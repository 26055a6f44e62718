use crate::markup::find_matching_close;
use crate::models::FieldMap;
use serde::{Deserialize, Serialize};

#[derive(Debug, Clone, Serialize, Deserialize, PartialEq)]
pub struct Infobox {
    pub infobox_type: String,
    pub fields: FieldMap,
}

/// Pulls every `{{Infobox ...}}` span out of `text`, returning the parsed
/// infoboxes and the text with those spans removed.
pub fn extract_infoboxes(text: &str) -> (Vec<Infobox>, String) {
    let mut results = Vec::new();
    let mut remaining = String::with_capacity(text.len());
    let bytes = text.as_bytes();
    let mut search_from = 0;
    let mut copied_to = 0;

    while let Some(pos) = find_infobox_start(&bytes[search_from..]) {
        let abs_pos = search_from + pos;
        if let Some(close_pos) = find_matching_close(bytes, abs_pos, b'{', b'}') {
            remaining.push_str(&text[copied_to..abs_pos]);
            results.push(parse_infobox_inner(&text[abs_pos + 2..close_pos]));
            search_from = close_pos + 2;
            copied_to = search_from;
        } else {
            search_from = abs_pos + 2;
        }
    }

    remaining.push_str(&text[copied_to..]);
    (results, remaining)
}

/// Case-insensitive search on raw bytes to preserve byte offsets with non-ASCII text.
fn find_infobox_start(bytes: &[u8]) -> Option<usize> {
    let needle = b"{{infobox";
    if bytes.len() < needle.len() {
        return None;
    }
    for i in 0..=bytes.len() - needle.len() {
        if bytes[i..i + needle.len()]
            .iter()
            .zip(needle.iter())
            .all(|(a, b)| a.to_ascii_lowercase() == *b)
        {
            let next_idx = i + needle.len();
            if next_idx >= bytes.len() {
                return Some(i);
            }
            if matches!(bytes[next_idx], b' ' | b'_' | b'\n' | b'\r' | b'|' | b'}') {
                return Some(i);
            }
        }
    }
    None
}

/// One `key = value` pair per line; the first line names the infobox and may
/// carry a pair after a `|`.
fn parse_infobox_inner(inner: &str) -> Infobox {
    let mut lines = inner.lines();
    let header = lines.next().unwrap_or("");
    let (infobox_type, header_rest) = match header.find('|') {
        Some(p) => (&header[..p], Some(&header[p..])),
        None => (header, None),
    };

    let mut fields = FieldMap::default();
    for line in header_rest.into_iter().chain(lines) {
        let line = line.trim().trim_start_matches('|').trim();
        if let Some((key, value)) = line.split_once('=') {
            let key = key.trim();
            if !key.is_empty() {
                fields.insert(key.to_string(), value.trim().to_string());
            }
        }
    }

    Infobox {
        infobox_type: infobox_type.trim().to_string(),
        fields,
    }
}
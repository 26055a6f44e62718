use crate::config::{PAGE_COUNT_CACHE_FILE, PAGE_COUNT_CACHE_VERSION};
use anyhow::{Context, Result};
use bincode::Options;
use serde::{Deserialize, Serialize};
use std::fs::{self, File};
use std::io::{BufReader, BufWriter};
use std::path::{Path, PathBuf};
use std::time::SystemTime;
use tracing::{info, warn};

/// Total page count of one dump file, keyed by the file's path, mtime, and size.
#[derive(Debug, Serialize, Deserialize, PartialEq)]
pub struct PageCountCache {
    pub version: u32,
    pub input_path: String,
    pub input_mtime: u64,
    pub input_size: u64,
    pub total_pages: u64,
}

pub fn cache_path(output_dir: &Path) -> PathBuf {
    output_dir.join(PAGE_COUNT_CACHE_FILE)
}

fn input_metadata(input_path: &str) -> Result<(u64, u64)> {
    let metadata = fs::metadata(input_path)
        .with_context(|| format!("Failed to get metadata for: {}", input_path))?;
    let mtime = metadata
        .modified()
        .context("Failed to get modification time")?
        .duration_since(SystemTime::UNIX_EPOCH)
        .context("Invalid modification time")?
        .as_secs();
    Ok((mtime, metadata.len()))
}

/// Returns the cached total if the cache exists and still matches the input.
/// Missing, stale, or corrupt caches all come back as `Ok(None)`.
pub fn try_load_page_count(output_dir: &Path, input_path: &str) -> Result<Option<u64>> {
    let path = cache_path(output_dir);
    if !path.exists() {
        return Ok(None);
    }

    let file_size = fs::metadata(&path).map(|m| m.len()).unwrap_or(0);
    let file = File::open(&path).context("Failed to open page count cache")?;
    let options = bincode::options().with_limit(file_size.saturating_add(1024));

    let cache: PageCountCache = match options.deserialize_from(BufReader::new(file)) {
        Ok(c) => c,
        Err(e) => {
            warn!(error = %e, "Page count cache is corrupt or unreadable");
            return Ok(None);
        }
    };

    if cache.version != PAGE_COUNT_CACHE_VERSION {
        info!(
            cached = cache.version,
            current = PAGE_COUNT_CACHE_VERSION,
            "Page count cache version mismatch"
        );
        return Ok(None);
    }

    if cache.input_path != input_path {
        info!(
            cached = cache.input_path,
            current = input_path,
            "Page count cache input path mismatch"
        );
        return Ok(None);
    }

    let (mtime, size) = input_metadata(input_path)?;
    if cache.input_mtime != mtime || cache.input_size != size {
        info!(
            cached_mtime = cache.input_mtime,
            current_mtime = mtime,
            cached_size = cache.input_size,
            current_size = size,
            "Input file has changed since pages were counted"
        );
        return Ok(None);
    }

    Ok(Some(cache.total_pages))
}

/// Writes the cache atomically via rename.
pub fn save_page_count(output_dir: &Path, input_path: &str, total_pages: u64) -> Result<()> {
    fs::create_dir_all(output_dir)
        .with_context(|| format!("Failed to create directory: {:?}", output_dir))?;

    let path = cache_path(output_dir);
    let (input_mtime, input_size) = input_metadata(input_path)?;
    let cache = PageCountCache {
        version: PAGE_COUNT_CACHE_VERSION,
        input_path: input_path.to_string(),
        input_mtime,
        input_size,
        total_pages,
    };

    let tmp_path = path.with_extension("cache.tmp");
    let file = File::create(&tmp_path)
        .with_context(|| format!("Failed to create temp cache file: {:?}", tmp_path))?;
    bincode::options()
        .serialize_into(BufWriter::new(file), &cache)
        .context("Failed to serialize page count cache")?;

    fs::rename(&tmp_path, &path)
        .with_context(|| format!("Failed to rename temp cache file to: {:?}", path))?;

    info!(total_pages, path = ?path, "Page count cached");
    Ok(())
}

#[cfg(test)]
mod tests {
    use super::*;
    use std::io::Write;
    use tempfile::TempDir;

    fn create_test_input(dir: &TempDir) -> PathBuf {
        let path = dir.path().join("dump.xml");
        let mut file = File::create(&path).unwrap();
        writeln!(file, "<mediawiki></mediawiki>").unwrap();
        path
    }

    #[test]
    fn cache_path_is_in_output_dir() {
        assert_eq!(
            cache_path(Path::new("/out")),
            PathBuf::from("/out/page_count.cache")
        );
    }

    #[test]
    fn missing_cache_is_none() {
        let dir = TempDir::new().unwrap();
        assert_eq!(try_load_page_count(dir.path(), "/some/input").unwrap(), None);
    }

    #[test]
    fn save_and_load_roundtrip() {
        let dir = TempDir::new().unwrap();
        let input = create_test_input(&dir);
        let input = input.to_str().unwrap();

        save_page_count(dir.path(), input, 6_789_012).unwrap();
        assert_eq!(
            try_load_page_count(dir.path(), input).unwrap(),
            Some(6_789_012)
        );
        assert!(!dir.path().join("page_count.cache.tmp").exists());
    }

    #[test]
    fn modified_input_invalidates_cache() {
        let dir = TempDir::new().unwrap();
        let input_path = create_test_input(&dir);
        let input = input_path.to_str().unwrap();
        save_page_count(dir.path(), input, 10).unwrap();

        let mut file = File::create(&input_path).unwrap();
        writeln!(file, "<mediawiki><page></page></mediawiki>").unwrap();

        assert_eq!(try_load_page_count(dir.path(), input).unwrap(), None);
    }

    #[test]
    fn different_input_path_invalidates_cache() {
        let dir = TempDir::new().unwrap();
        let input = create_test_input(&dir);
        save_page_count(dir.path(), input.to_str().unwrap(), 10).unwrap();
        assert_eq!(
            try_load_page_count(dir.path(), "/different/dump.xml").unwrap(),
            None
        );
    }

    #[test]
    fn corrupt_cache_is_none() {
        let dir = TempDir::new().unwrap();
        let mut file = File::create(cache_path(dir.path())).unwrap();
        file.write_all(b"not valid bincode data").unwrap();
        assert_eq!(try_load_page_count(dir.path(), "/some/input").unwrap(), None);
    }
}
◆ ◆ ◆ ◆ ◆ ◆ ◆
WHAT TO WORK ON -> Go through the records and report each line that contains "writeln".

EXPECTED ANSWER ->
        writeln!(file, "<mediawiki></mediawiki>").unwrap();
        writeln!(file, "<mediawiki><page></page></mediawiki>").unwrap();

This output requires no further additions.